**Task requirements:**
Work out how many lines in the listing below include the word "struct". Give nothing but the number.

**Exercise input:**
● ● ●

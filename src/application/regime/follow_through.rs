//! Follow-through-day tracker: rally-attempt state machine (spec §4.4).

use crate::domain::providers::Bar;
use crate::domain::regime::{FollowThroughState, MarketPhase};

pub struct FollowThroughTracker {
    min_day: u32,
    min_pct: f64,
    state: FollowThroughState,
}

pub struct FollowThroughOutcome {
    pub state: FollowThroughState,
    pub phase: MarketPhase,
    pub is_ftd_today: bool,
    pub rally_invalidated_today: bool,
}

impl FollowThroughTracker {
    pub fn new(min_day: u32, min_pct: f64) -> Self {
        FollowThroughTracker {
            min_day,
            min_pct,
            state: FollowThroughState::default(),
        }
    }

    pub fn state(&self) -> FollowThroughState {
        self.state
    }

    /// Advances the tracker by one bar. A rally attempt begins on a
    /// down-day low that is subsequently exceeded; day 4+ of the attempt
    /// with an up move >= `min_pct` on higher volume than the prior day
    /// confirms a follow-through day.
    pub fn advance(&mut self, bars: &[Bar]) -> FollowThroughOutcome {
        if bars.len() < 2 {
            return FollowThroughOutcome {
                state: self.state,
                phase: MarketPhase::RallyAttempt,
                is_ftd_today: false,
                rally_invalidated_today: false,
            };
        }

        let today = bars[bars.len() - 1];
        let yesterday = bars[bars.len() - 2];

        let is_down_day = today.close < yesterday.close;
        let mut is_ftd_today = false;
        let mut rally_invalidated_today = false;

        match (self.state.rally_day, self.state.rally_low) {
            (None, _) => {
                if is_down_day {
                    self.state.rally_day = Some(1);
                    self.state.rally_low = Some(today.low.to_string().parse().unwrap_or(0.0));
                }
            }
            (Some(day), Some(low)) => {
                let today_low: f64 = today.low.to_string().parse().unwrap_or(0.0);
                if today_low < low {
                    // New lower low restarts the rally attempt clock.
                    self.state.rally_day = Some(1);
                    self.state.rally_low = Some(today_low);
                } else {
                    let new_day = day + 1;
                    self.state.rally_day = Some(new_day);

                    let up_pct: f64 = if yesterday.close.is_zero() {
                        0.0
                    } else {
                        ((today.close - yesterday.close) / yesterday.close * rust_decimal::Decimal::from(100))
                            .to_string()
                            .parse()
                            .unwrap_or(0.0)
                    };

                    if new_day >= self.min_day && up_pct >= self.min_pct && today.volume > yesterday.volume {
                        is_ftd_today = true;
                        self.state.most_recent_ftd = Some(today.date);
                        self.state.successful_ftd_count += 1;
                        self.state.rally_day = None;
                        self.state.rally_low = None;
                    } else if up_pct < 0.0 && new_day >= self.min_day {
                        // A hard down move after day 4 without confirming
                        // invalidates this attempt.
                        rally_invalidated_today = true;
                        self.state.failed_rally_count += 1;
                        self.state.rally_day = None;
                        self.state.rally_low = None;
                    }
                }
            }
            _ => {}
        }

        let phase = if is_ftd_today || self.state.most_recent_ftd.is_some() {
            MarketPhase::ConfirmedUptrend
        } else if self.state.rally_day.is_some() {
            MarketPhase::RallyAttempt
        } else if rally_invalidated_today {
            MarketPhase::MarketInCorrection
        } else {
            MarketPhase::UptrendUnderPressure
        };

        FollowThroughOutcome {
            state: self.state,
            phase,
            is_ftd_today,
            rally_invalidated_today,
        }
    }
}

#[cfg(test)]
mod tests {
    use super::*;
    use chrono::NaiveDate;
    use rust_decimal_macros::dec;

    fn bar(day: u32, low: rust_decimal::Decimal, close: rust_decimal::Decimal, volume: u64) -> Bar {
        Bar {
            date: NaiveDate::from_ymd_opt(2026, 1, day).unwrap(),
            open: close,
            high: close,
            low,
            close,
            volume,
        }
    }

    #[test]
    fn rally_attempt_begins_on_down_day() {
        let mut tracker = FollowThroughTracker::new(4, 1.2);
        let bars = vec![
            bar(1, dec!(99.0), dec!(100.0), 1_000_000),
            bar(2, dec!(97.0), dec!(98.0), 1_000_000),
        ];
        let outcome = tracker.advance(&bars);
        assert_eq!(outcome.state.rally_day, Some(1));
    }

    #[test]
    fn confirms_ftd_on_day_4_with_volume_and_pct() {
        let mut tracker = FollowThroughTracker::new(4, 1.2);
        let day1 = vec![
            bar(1, dec!(99.0), dec!(100.0), 1_000_000),
            bar(2, dec!(97.0), dec!(98.0), 1_000_000),
        ];
        tracker.advance(&day1);
        let day2 = vec![
            day1[0], day1[1],
            bar(3, dec!(97.5), dec!(99.0), 900_000),
        ];
        tracker.advance(&day2);
        let day3 = vec![
            day2[0], day2[1], day2[2],
            bar(4, dec!(98.0), dec!(100.0), 950_000),
        ];
        tracker.advance(&day3);
        let day4 = vec![
            day3[0], day3[1], day3[2], day3[3],
            bar(5, dec!(99.0), dec!(102.5), 1_500_000), // day 4 of attempt, +2.5%, higher volume
        ];
        let outcome = tracker.advance(&day4);
        assert!(outcome.is_ftd_today);
    }
}
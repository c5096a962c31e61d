pub mod ports;

pub use ports::{
    Bar, FuturesProvider, FuturesSnapshot, HealthStatus, HistoricalProvider, ProviderHealth,
    Quote, RealtimeProvider, TechnicalSnapshot,
};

● ● ●

**Result below:**
2